Shenzhen Dynanonic Co.Ltd(300769) : suggestive announcement on the listing and circulation of issued shares before initial public offering

Securities code: Shenzhen Dynanonic Co.Ltd(300769) securities abbreviation: Shenzhen Dynanonic Co.Ltd(300769) Announcement No.: 2022051 Shenzhen Dynanonic Co.Ltd(300769)

Suggestive announcement on the listing and circulation of issued shares before initial public offering

The company and all members of the board of directors guarantee that the information disclosed is true, accurate and complete without false records, misleading statements or major omissions.

Special tips:

1. Shenzhen Dynanonic Co.Ltd(300769) (hereinafter referred to as ” Shenzhen Dynanonic Co.Ltd(300769) ” or “the company”) the shares released this time are part of the shares issued before the initial public offering of the company.
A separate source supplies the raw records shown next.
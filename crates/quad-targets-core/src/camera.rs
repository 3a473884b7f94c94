//! Pinhole camera intrinsics.
//!
//! Lens distortion is not modelled: observed pixels are assumed to follow the
//! ideal pinhole projection.

use nalgebra::{Point2, Point3};
use serde::{Deserialize, Serialize};

/// Pinhole camera intrinsics.
#[derive(Debug, Clone, Copy, Serialize, Deserialize, PartialEq)]
pub struct CameraIntrinsics {
    /// Focal length in x (pixels).
    pub fx: f64,
    /// Focal length in y (pixels).
    pub fy: f64,
    /// Principal point x (pixels).
    pub cx: f64,
    /// Principal point y (pixels).
    pub cy: f64,
}

impl CameraIntrinsics {
    pub fn new(fx: f64, fy: f64, cx: f64, cy: f64) -> Self {
        Self { fx, fy, cx, cy }
    }

    /// Returns `true` when all parameters are finite and focal lengths non-zero.
    pub fn is_valid(&self) -> bool {
        self.fx.is_finite()
            && self.fy.is_finite()
            && self.cx.is_finite()
            && self.cy.is_finite()
            && self.fx.abs() > 1e-12
            && self.fy.abs() > 1e-12
    }

    /// Convert pixel coordinates to normalized pinhole coordinates.
    pub fn pixel_to_normalized(&self, px: Point2<f64>) -> Option<Point2<f64>> {
        if !self.is_valid() {
            return None;
        }
        Some(Point2::new(
            (px.x - self.cx) / self.fx,
            (px.y - self.cy) / self.fy,
        ))
    }

    pub fn normalized_to_pixel(&self, n: Point2<f64>) -> Point2<f64> {
        Point2::new(self.fx * n.x + self.cx, self.fy * n.y + self.cy)
    }

    /// Project a camera-frame point. Points at or behind the camera plane
    /// have no projection.
    pub fn project(&self, p: &Point3<f64>) -> Option<Point2<f64>> {
        if p.z <= 1e-12 {
            return None;
        }
        Some(self.normalized_to_pixel(Point2::new(p.x / p.z, p.y / p.z)))
    }
}
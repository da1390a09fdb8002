//! Config command - show or initialize configuration

use crate::cli::args::{ConfigAction, ConfigArgs};
use crate::config::{Config, ConfigManager};
use crate::error::CacheResult;
use console::style;

/// Execute the config command
pub async fn execute(args: ConfigArgs, config: &Config, manager: &ConfigManager) -> CacheResult<()> {
    match args.action {
        None | Some(ConfigAction::Show) => show_config(config)?,
        Some(ConfigAction::Path) => println!("{}", manager.path().display()),
        Some(ConfigAction::Init { force }) => init_config(manager, force).await?,
    }

    Ok(())
}

fn show_config(config: &Config) -> CacheResult<()> {
    let mut shown = config.clone();
    for token in &mut shown.access.tokens {
        token.token = "********".to_string();
    }
    println!("{}", toml::to_string_pretty(&shown)?);
    Ok(())
}

async fn init_config(manager: &ConfigManager, force: bool) -> CacheResult<()> {
    let path = manager.path();

    if path.exists() && !force {
        println!(
            "{} Config already exists at {}",
            style("!").yellow(),
            path.display()
        );
        println!("  {}", style("Use --force to overwrite").dim());
        return Ok(());
    }

    manager.save(&Config::default()).await?;
    println!(
        "{} Configuration initialized at {}",
        style("✓").green(),
        path.display()
    );

    Ok(())
}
The number of shares released this time is 33842894, accounting for 37.93% of the total share capital of the company; The actual number of shares that can be listed and circulated after the restrictions are lifted this time is 24120362, accounting for 27.03% of the total share capital of the company.

2. The listing and circulation date of the shares lifted this time is Friday, April 15, 2022.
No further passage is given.